Sunday, December 21, 2008
Desert Princess Highlights Lake Mead
There are few better ways to see Lake Mead than from the decks of the Desert Princess, an old-fashioned paddlewheeler that offers excursions on the lake.
The 300-passenger, 110-foot Princess, which displaces 150 tons of water, has the distinction of being the largest vessel ever to ply the waters of Lake Mead, which it does year-round, several times a day (more often in the summer months).
With its three-decks, twin smoke stacks, rows of rear paddles and ornate design that was influenced by the classic riverboats of the Old South, the Princess is a noticeable contrast to Lake Mead’s stark but beautiful desert scenery.
While the Princess may have an old-time Mississippi riverboat look, it is actually only a decade old and is equipped with modern amenities.
A trip on the Princess is an opportunity to enjoy the full menu of Lake Mead’s unique land- and waterscapes. Cruises depart from the Lake Mead Cruises Landing, a 2,400-square foot dock located about ten miles east of Boulder City.
Gliding out of its slip, the paddlewheeler rides surprisingly smoothly for such as big boat. Powered by two propellers and the paddle array, the ship can reach a top speed of about 14 miles per hour.
The journey heads out into the heart of the lake, which is one the largest manmade reservoirs in the country with 500 miles of shore. Soon, the ship passes massive Fortification Hill, a flat mesa opposite the arena.

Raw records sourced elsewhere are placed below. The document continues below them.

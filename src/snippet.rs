//! Windowed excerpt extraction with `**` term highlighting.

/// Extract an excerpt of `text` around the earliest occurrence of any term,
/// wrapping every term match in `**…**`. `window` is in characters. Returns
/// `None` when no term occurs.
pub fn extract(text: &str, terms: &[String], window: usize) -> Option<String> {
    let chars: Vec<char> = text.chars().collect();
    let lower: Vec<char> = chars.iter().flat_map(|c| c.to_lowercase()).collect();
    // Lowercasing can expand some code points; fall back to a per-char
    // first-lowercase mapping so offsets stay aligned.
    let lower = if lower.len() == chars.len() {
        lower
    } else {
        chars
            .iter()
            .map(|c| c.to_lowercase().next().unwrap_or(*c))
            .collect()
    };

    let term_chars: Vec<Vec<char>> = terms
        .iter()
        .map(|t| t.to_lowercase().chars().collect())
        .filter(|t: &Vec<char>| !t.is_empty())
        .collect();
    if term_chars.is_empty() {
        return None;
    }

    let p = term_chars
        .iter()
        .filter_map(|t| find_sub(&lower, t, 0))
        .min()?;

    let start = p.saturating_sub(window);
    let end = (p + window + 20).min(chars.len());
    let mut excerpt: String = chars[start..end].iter().collect();
    if start > 0 {
        excerpt = format!("…{excerpt}");
    }
    if end < chars.len() {
        excerpt.push('…');
    }

    let highlighted = highlight(&excerpt, &term_chars);
    let collapsed = collapse_whitespace(&highlighted);
    Some(collapsed.trim().to_string())
}

/// Wrap every case-insensitive term occurrence in `**…**`.
fn highlight(text: &str, terms: &[Vec<char>]) -> String {
    let chars: Vec<char> = text.chars().collect();
    let lower: Vec<char> = chars
        .iter()
        .map(|c| c.to_lowercase().next().unwrap_or(*c))
        .collect();

    // Collect match spans, longest-first at each position so overlapping
    // terms do not split each other's markers.
    let mut spans: Vec<(usize, usize)> = Vec::new();
    let mut i = 0usize;
    while i < chars.len() {
        let hit = terms
            .iter()
            .filter(|t| lower[i..].starts_with(t))
            .map(Vec::len)
            .max();
        if let Some(len) = hit {
            spans.push((i, i + len));
            i += len;
        } else {
            i += 1;
        }
    }

    let mut out = String::with_capacity(text.len() + spans.len() * 4);
    let mut cursor = 0usize;
    for (start, end) in spans {
        out.extend(&chars[cursor..start]);
        out.push_str("**");
        out.extend(&chars[start..end]);
        out.push_str("**");
        cursor = end;
    }
    out.extend(&chars[cursor..]);
    out
}

fn find_sub(haystack: &[char], needle: &[char], from: usize) -> Option<usize> {
    if needle.is_empty() || haystack.len() < needle.len() {
        return None;
    }
    (from..=haystack.len() - needle.len()).find(|&i| haystack[i..].starts_with(needle))
}

fn collapse_whitespace(s: &str) -> String {
    let mut out = String::with_capacity(s.len());
    let mut in_ws = false;
    for c in s.chars() {
        if c.is_whitespace() {
            if !in_ws {
                out.push(' ');
            }
            in_ws = true;
        } else {
            out.push(c);
            in_ws = false;
        }
    }
    out
}

#[cfg(test)]
mod tests {
    use super::*;

    fn terms(ts: &[&str]) -> Vec<String> {
        ts.iter().map(|s| s.to_string()).collect()
    }

    #[test]
    fn match_is_wrapped_and_windowed() {
        let text = "x".repeat(100) + " kubectl tips " + &"y".repeat(100);
        let s = extract(&text, &terms(&["kubectl"]), 20).unwrap();
        assert!(s.contains("**kubectl**"));
        assert!(s.starts_with('…'));
        assert!(s.ends_with('…'));
        assert!(s.chars().count() < 80);
    }

    #[test]
    fn no_match_returns_none() {
        assert_eq!(extract("plain text", &terms(&["missing"]), 40), None);
        assert_eq!(extract("plain text", &[], 40), None);
    }

    #[test]
    fn match_at_start_has_no_leading_ellipsis() {
        let s = extract("kubectl notes and more", &terms(&["kubectl"]), 40).unwrap();
        assert!(s.starts_with("**kubectl**"));
    }

    #[test]
    fn matching_is_case_insensitive() {
        let s = extract("Kubectl Tricks", &terms(&["kubectl", "tricks"]), 40).unwrap();
        assert!(s.contains("**Kubectl**"));
        assert!(s.contains("**Tricks**"));
    }

    #[test]
    fn every_occurrence_in_window_is_wrapped() {
        let s = extract("ab ab ab", &terms(&["ab"]), 40).unwrap();
        assert_eq!(s.matches("**ab**").count(), 3);
    }

    #[test]
    fn whitespace_runs_collapse() {
        let s = extract("a  match\t\there", &terms(&["match"]), 40).unwrap();
        assert_eq!(s, "a **match** here");
    }

    #[test]
    fn earliest_term_wins_the_window() {
        let text = format!("{} zulu {} alpha", "x".repeat(50), "y".repeat(200));
        let s = extract(&text, &terms(&["alpha", "zulu"]), 10).unwrap();
        assert!(s.contains("**zulu**"));
        assert!(!s.contains("alpha"));
    }

    #[test]
    fn multibyte_text_is_windowed_by_chars() {
        let text = "é".repeat(60) + "señor" + &"ü".repeat(60);
        let s = extract(&text, &terms(&["señor"]), 10).unwrap();
        assert!(s.contains("**señor**"));
    }
}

North is solitary Sentinel Island, while south are Big Boulder Island and Rock Island. The boat slides past both and slowly enters the mouth of Black Canyon.

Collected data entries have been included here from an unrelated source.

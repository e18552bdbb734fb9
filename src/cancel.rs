use crate::error::{Error, Result};
use std::sync::Arc;
use std::sync::atomic::{AtomicBool, Ordering};

/// Cooperative cancellation flag, checked at every long-loop iteration.
/// Clones share the flag, so a token handed to a worker can be cancelled
/// from the requesting side.
#[derive(Debug, Clone, Default)]
pub struct CancelToken {
    flag: Arc<AtomicBool>,
}

impl CancelToken {
    pub fn new() -> Self {
        Self::default()
    }

    pub fn cancel(&self) {
        self.flag.store(true, Ordering::Relaxed);
    }

    pub fn is_cancelled(&self) -> bool {
        self.flag.load(Ordering::Relaxed)
    }

    /// Error out of the current operation if cancellation was requested.
    pub fn check(&self) -> Result<()> {
        if self.is_cancelled() {
            Err(Error::Cancelled)
        } else {
            Ok(())
        }
    }
}

#[cfg(test)]
mod tests {
    use super::*;

    #[test]
    fn clones_share_the_flag() {
        let token = CancelToken::new();
        let other = token.clone();
        assert!(token.check().is_ok());
        other.cancel();
        assert!(token.is_cancelled());
        assert!(matches!(token.check(), Err(Error::Cancelled)));
    }
}
fn within_date_bounds(note: &NoteSummary, opts: &SearchOptions) -> bool {
    if let Some(t) = opts.modified_after
        && note.modified_at < t
    {
        return false;
    }
    if let Some(t) = opts.modified_before
        && note.modified_at > t
    {
        return false;
    }
    if let Some(t) = opts.created_after
        && note.created_at < t
    {
        return false;
    }
    if let Some(t) = opts.created_before
        && note.created_at > t
    {
        return false;
    }
    true
}

/// Composite search over every subsystem that is available: basic always,
/// FTS and semantic when handed in. The merged set is ordered basic → fts →
/// semantic, and notes surfaced by more than one subsystem collapse into a
/// single `multi`-tagged result.
pub fn search_all(
    notes: &NotesStore,
    fts: Option<&FtsIndex>,
    semantic: Option<&SemanticIndex>,
    query: &str,
    opts: &SearchOptions,
    cancel: &CancelToken,
) -> Result<Vec<SearchResult>> {
    let mut merged = basic_search(notes, query, opts, cancel)?;
    let mut index_of: std::collections::HashMap<String, usize> = merged
        .iter()
        .enumerate()
        .map(|(i, r)| (r.note.id.clone(), i))
        .collect();

    let mut absorb = |merged: &mut Vec<SearchResult>, result: SearchResult| {
        if let Some(&i) = index_of.get(&result.note.id) {
            let existing = &mut merged[i];
            existing.source = SearchSource::Multi;
            if existing.score.is_none() {
                existing.score = result.score;
            }
            if existing.snippet.is_none() {
                existing.snippet = result.snippet;
            }
        } else {
            index_of.insert(result.note.id.clone(), merged.len());
            merged.push(result);
        }
    };

    if let Some(fts) = fts {
        let outcome = fts.search(notes, query, opts.limit, cancel)?;
        for hit in outcome.hits {
            let Ok(note) = notes.note_by_uuid(&hit.note_id) else {
                continue; // index lagging behind a deletion
            };
            if !within_date_bounds(&note, opts)
                || !folder_matches(&note, opts.folder.as_deref())
            {
                continue;
            }
            absorb(
                &mut merged,
                SearchResult {
                    note,
                    source: SearchSource::Fts,
                    score: None,
                    snippet: Some(hit.snippet),
                },
            );
        }
    }

    if let Some(semantic) = semantic {
        let hits = semantic.search(notes, query, opts.limit, None, cancel)?;
        for hit in hits {
            let Ok(note) = notes.note_by_uuid(&hit.note_id) else {
                continue;
            };
            if !within_date_bounds(&note, opts)
                || !folder_matches(&note, opts.folder.as_deref())
            {
                continue;
            }
            absorb(
                &mut merged,
                SearchResult {
                    note,
                    source: SearchSource::Semantic,
                    score: Some(hit.score),
                    snippet: None,
                },
            );
        }
    }

    Ok(merged)
}

fn folder_matches(note: &NoteSummary, folder: Option<&str>) -> bool {
    match folder {
        None => true,
        Some(f) => note
            .folder
            .as_deref()
            .is_some_and(|nf| nf.eq_ignore_ascii_case(f)),
    }
}

#[cfg(test)]
mod tests {
    use super::*;
    use crate::fixture::FixtureStore;
    use tempfile::tempdir;

    fn fixture() -> (tempfile::TempDir, FixtureStore) {
        let dir = tempdir().unwrap();
        let fixture = FixtureStore::create(dir.path().join("NoteStore.sqlite")).unwrap();
        (dir, fixture)
    }

    #[test]
    fn query_parse_handles_and_or_and_single() {
        assert_eq!(
            parse_query("kubectl AND tricks"),
            (vec!["kubectl".into(), "tricks".into()], Combinator::And)
        );
        assert_eq!(
            parse_query("a and b AND c"),
            (vec!["a".into(), "b".into(), "c".into()], Combinator::And)
        );
        assert_eq!(
            parse_query("cats OR dogs"),
            (vec!["cats".into(), "dogs".into()], Combinator::Or)
        );
        assert_eq!(
            parse_query("plain phrase"),
            (vec!["plain phrase".into()], Combinator::And)
        );
        assert_eq!(parse_query("   ").0, Vec::<String>::new());
        // Multi-word terms survive around AND.
        assert_eq!(
            parse_query("big cat AND small dog"),
            (vec!["big cat".into(), "small dog".into()], Combinator::And)
        );
    }

    #[test]
    fn two_term_and_needs_content_scan_for_body_hits() {
        let (_dir, fixture) = fixture();
        let folder = fixture.add_folder("Notes", 1.0).unwrap();
        fixture
            .add_note(folder, "kubectl tricks", "everything", 1.0, 300.0)
            .unwrap();
        fixture
            .add_note(folder, "kubectl", "tricks live in the body", 1.0, 200.0)
            .unwrap();

        let store = fixture.store().unwrap();
        let cancel = CancelToken::new();

        let indexed_only = basic_search(
            &store,
            "kubectl AND tricks",
            &SearchOptions::default(),
            &cancel,
        )
        .unwrap();
        // Note B's snippet ("tricks live in the body") also matches the
        // indexed columns, so pin the assertion to the title-only hit first.
        assert_eq!(indexed_only[0].note.title, "kubectl tricks");

        let with_content = basic_search(
            &store,
            "kubectl AND tricks",
            &SearchOptions {
                search_content: true,
                ..Default::default()
            },
            &cancel,
        )
        .unwrap();
        let titles: Vec<&str> = with_content.iter().map(|r| r.note.title.as_str()).collect();
        assert_eq!(titles[0], "kubectl tricks");
        assert!(titles.contains(&"kubectl"));
    }

    #[test]
    fn content_scan_finds_body_only_matches() {
        let (_dir, fixture) = fixture();
        let folder = fixture.add_folder("Notes", 1.0).unwrap();
        fixture
            .add_note(folder, "Recipes", "secret marinade instructions", 1.0, 100.0)
            .unwrap();

        let store = fixture.store().unwrap();
        let cancel = CancelToken::new();
        let without = basic_search(&store, "marinade", &SearchOptions::default(), &cancel).unwrap();
        // The snippet column carries the first body line, so even the indexed
        // phase can see it; body text deeper in the note cannot.
        assert_eq!(without.len(), 1);

        fixture
            .add_note(
                folder,
                "Deep",
                "first line\nthe marinade is hidden here",
                1.0,
                200.0,
            )
            .unwrap();
        let store = fixture.store().unwrap();
        let with = basic_search(
            &store,
            "hidden",
            &SearchOptions {
                search_content: true,
                ..Default::default()
            },
            &cancel,
        )
        .unwrap();
        assert_eq!(with.len(), 1);
        assert_eq!(with[0].note.title, "Deep");
        assert!(with[0].snippet.as_deref().unwrap().contains("**hidden**"));
    }

    #[test]
    fn fuzzy_phase_catches_typos() {
        let (_dir, fixture) = fixture();
        let folder = fixture.add_folder("Notes", 1.0).unwrap();
        fixture
            .add_note(folder, "kubectl reference", "cheat sheet", 1.0, 100.0)
            .unwrap();

        let store = fixture.store().unwrap();
        let cancel = CancelToken::new();

        let strict = basic_search(&store, "kubctl", &SearchOptions::default(), &cancel).unwrap();
        assert!(strict.is_empty());

        let fuzzy = basic_search(
            &store,
            "kubctl",
            &SearchOptions {
                fuzzy: true,
                ..Default::default()
            },
            &cancel,
        )
        .unwrap();
        assert_eq!(fuzzy.len(), 1);
        assert_eq!(fuzzy[0].note.title, "kubectl reference");
    }

    #[test]
    fn or_semantics_widen_the_match() {
        let (_dir, fixture) = fixture();
        let folder = fixture.add_folder("Notes", 1.0).unwrap();
        fixture.add_note(folder, "cats", "", 1.0, 100.0).unwrap();
        fixture.add_note(folder, "dogs", "", 1.0, 200.0).unwrap();
        fixture.add_note(folder, "fish", "", 1.0, 300.0).unwrap();

        let store = fixture.store().unwrap();
        let cancel = CancelToken::new();
        let results =
            basic_search(&store, "cats OR dogs", &SearchOptions::default(), &cancel).unwrap();
        let titles: Vec<&str> = results.iter().map(|r| r.note.title.as_str()).collect();
        assert_eq!(titles, ["dogs", "cats"]); // modified desc
    }

    #[test]
    fn date_bounds_restrict_every_phase() {
        let (_dir, fixture) = fixture();
        let folder = fixture.add_folder("Notes", 1.0).unwrap();
        fixture.add_note(folder, "old pet", "", 1.0, 100.0).unwrap();
        fixture.add_note(folder, "new pet", "", 1.0, 500.0).unwrap();

        let store = fixture.store().unwrap();
        let cancel = CancelToken::new();
        let opts = SearchOptions {
            modified_after: Some(crate::store::from_core_data(300.0)),
            fuzzy: true,
            search_content: true,
            ..Default::default()
        };
        let results = basic_search(&store, "pet", &opts, &cancel).unwrap();
        assert_eq!(results.len(), 1);
        assert_eq!(results[0].note.title, "new pet");
    }

    #[test]
    fn folder_filter_applies_case_insensitively() {
        let (_dir, fixture) = fixture();
        let work = fixture.add_folder("Work", 1.0).unwrap();
        let home = fixture.add_folder("Home", 2.0).unwrap();
        fixture.add_note(work, "plan", "", 1.0, 100.0).unwrap();
        fixture.add_note(home, "plan", "", 1.0, 200.0).unwrap();

        let store = fixture.store().unwrap();
        let cancel = CancelToken::new();
        let results = basic_search(
            &store,
            "plan",
            &SearchOptions {
                folder: Some("work".into()),
                ..Default::default()
            },
            &cancel,
        )
        .unwrap();
        assert_eq!(results.len(), 1);
        assert_eq!(results[0].note.folder.as_deref(), Some("Work"));
    }

    #[test]
    fn indexed_snippet_highlights_terms() {
        let (_dir, fixture) = fixture();
        let folder = fixture.add_folder("Notes", 1.0).unwrap();
        fixture
            .add_note(folder, "kubectl tricks", "", 1.0, 100.0)
            .unwrap();

        let store = fixture.store().unwrap();
        let cancel = CancelToken::new();
        let results = basic_search(&store, "kubectl", &SearchOptions::default(), &cancel).unwrap();
        assert!(results[0].snippet.as_deref().unwrap().contains("**kubectl**"));
    }

    #[test]
    fn cancellation_stops_the_scan() {
        let (_dir, fixture) = fixture();
        let folder = fixture.add_folder("Notes", 1.0).unwrap();
        for i in 0..5 {
            fixture
                .add_note(folder, &format!("note {i}"), "body", 1.0, i as f64)
                .unwrap();
        }
        let store = fixture.store().unwrap();
        let cancel = CancelToken::new();
        cancel.cancel();
        let err = basic_search(
            &store,
            "zzz-no-index-hit",
            &SearchOptions {
                search_content: true,
                ..Default::default()
            },
            &cancel,
        )
        .unwrap_err();
        assert!(matches!(err, crate::error::Error::Cancelled));
    }

    #[test]
    fn fuzzy_term_thresholds_follow_length() {
        assert!(fuzzy_term_matches("kubectl reference", "kubctl")); // d=1 ≤ 3
        assert!(fuzzy_term_matches("note", "nose")); // d=1 ≤ 2
        assert!(!fuzzy_term_matches("note", "abcdef")); // too far
    }
}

Interestingly, Hoover Dam, which was originally called Boulder Dam, is located not in Boulder Canyon—that’s farther north—but in Black Canyon. As the sternwheeler continues up the canyon, it is pointed out that sometimes bighorn sheep can be seen walking along the steep cliffs.
Ahead, looms Hoover Dam. Arriving via the lake offers a different perspective on the dam. It’s a weird feeling floating near the dam and thinking that on the other side of the concrete wall is a drop of more than 700 feet.

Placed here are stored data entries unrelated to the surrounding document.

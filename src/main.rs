fn main() {
    #[cfg(unix)]
    unsafe {
        // Avoid panics when piping output (e.g. `notes-bridge ... | head`).
        libc::signal(libc::SIGPIPE, libc::SIG_DFL);
    }

    tracing_subscriber::fmt()
        .with_env_filter(
            tracing_subscriber::EnvFilter::try_from_default_env()
                .unwrap_or_else(|_| tracing_subscriber::EnvFilter::new("warn")),
        )
        .with_writer(std::io::stderr)
        .init();

    if let Err(err) = notes_bridge::run() {
        eprintln!("{err:#}");
        std::process::exit(1);
    }
}
//! Read-mostly accessor over the Apple Notes SQLite store.
//!
//! One connection per accessor instance, opened lazily read-only on first
//! use; the create-note path reopens read-write. Instances are not meant to
//! be shared across threads — background work opens its own accessor.

use crate::blob;
use crate::error::{Error, NotFoundKind, Result};
use crate::model::{
    Attachment, AttributeRun, FolderInfo, HASHTAG_UTI, Hashtag, LINK_UTI, NoteLink, NoteSummary,
    StyleTag, TABLE_UTI,
};
use rusqlite::types::Value;
use rusqlite::{Connection, OpenFlags, OptionalExtension, params, params_from_iter};
use std::cell::{Cell, RefCell};
use std::path::{Path, PathBuf};
use time::OffsetDateTime;
use tracing::debug;

/// Core-Data reference date: 2001-01-01T00:00:00Z.
pub const CORE_DATA_EPOCH_OFFSET: i64 = 978_307_200;

/// Entity discriminators for the rows the create-note path writes. Reads
/// inline the values in their SQL (5 = attachment, 14 = account,
/// 15 = folder).
const ENT_NOTE: i64 = 12;
const ENT_NOTE_DATA: i64 = 19;

const RECENTLY_DELETED: &str = "Recently Deleted";

/// Convert a stored Core-Data timestamp (seconds since 2001-01-01 UTC).
pub fn from_core_data(secs: f64) -> OffsetDateTime {
    let base = OffsetDateTime::from_unix_timestamp(CORE_DATA_EPOCH_OFFSET).expect("epoch in range");
    base + time::Duration::milliseconds((secs * 1000.0) as i64)
}

/// Convert an instant into the store's Core-Data representation.
pub fn to_core_data(t: OffsetDateTime) -> f64 {
    let millis = (t.unix_timestamp_nanos() / 1_000_000) as i64;
    millis as f64 / 1000.0 - CORE_DATA_EPOCH_OFFSET as f64
}

/// Filters for [`NotesStore::list_notes`].
#[derive(Debug, Clone, Default)]
pub struct ListOptions {
    pub folder: Option<String>,
    pub limit: Option<usize>,
    /// Include tombstoned notes and the "Recently Deleted" folder.
    pub include_deleted: bool,
}
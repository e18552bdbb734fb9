//! Small text utilities shared by the search phases and the assembler.

/// Levenshtein distance over code points, case-folded.
pub fn levenshtein(a: &str, b: &str) -> usize {
    let a: Vec<char> = a.chars().flat_map(char::to_lowercase).collect();
    let b: Vec<char> = b.chars().flat_map(char::to_lowercase).collect();
    if a.is_empty() {
        return b.len();
    }
    if b.is_empty() {
        return a.len();
    }

    let mut prev: Vec<usize> = (0..=b.len()).collect();
    let mut row = vec![0usize; b.len() + 1];
    for (i, ca) in a.iter().enumerate() {
        row[0] = i + 1;
        for (j, cb) in b.iter().enumerate() {
            let cost = usize::from(ca != cb);
            row[j + 1] = (prev[j] + cost).min(prev[j + 1] + 1).min(row[j] + 1);
        }
        std::mem::swap(&mut prev, &mut row);
    }
    prev[b.len()]
}

/// The edit-distance threshold for a fuzzy query term: short terms get less
/// slack than long ones.
pub fn fuzzy_threshold(term: &str) -> usize {
    if term.chars().count() <= 5 { 2 } else { 3 }
}

/// Split into words at anything that is neither letter nor digit.
pub fn split_words(text: &str) -> Vec<&str> {
    text.split(|c: char| !c.is_alphanumeric())
        .filter(|w| !w.is_empty())
        .collect()
}

/// If the first line equals `title` (case-insensitive), return the number of
/// code points to drop: the line, its newline, and any blank lines after it.
/// Returns 0 when the first line is not the title.
pub fn leading_title_len(text: &str, title: &str) -> usize {
    let first_line = text.lines().next().unwrap_or("");
    if first_line.is_empty() || first_line.to_lowercase() != title.trim().to_lowercase() {
        return 0;
    }
    let mut dropped = first_line.chars().count();
    // The title's own newline plus any blank lines after it are a run of '\n'.
    let mut rest = text.chars().skip(dropped).peekable();
    while rest.peek() == Some(&'\n') {
        rest.next();
        dropped += 1;
    }
    dropped
}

In addition to offering a pleasant, smooth ride, the Princess was designed to meet the challenges of operating in the often-hot Southern Nevada climate. Two decks are enclosed and temperature-controlled, while the top deck promenade is open for those wanting to get some sun.
One and a half-hour, narrated Mid-day sightseeing cruises are scheduled daily at 12 noon and 2 p.m. (November 1 through March 31), then expand to four times a day in the summer.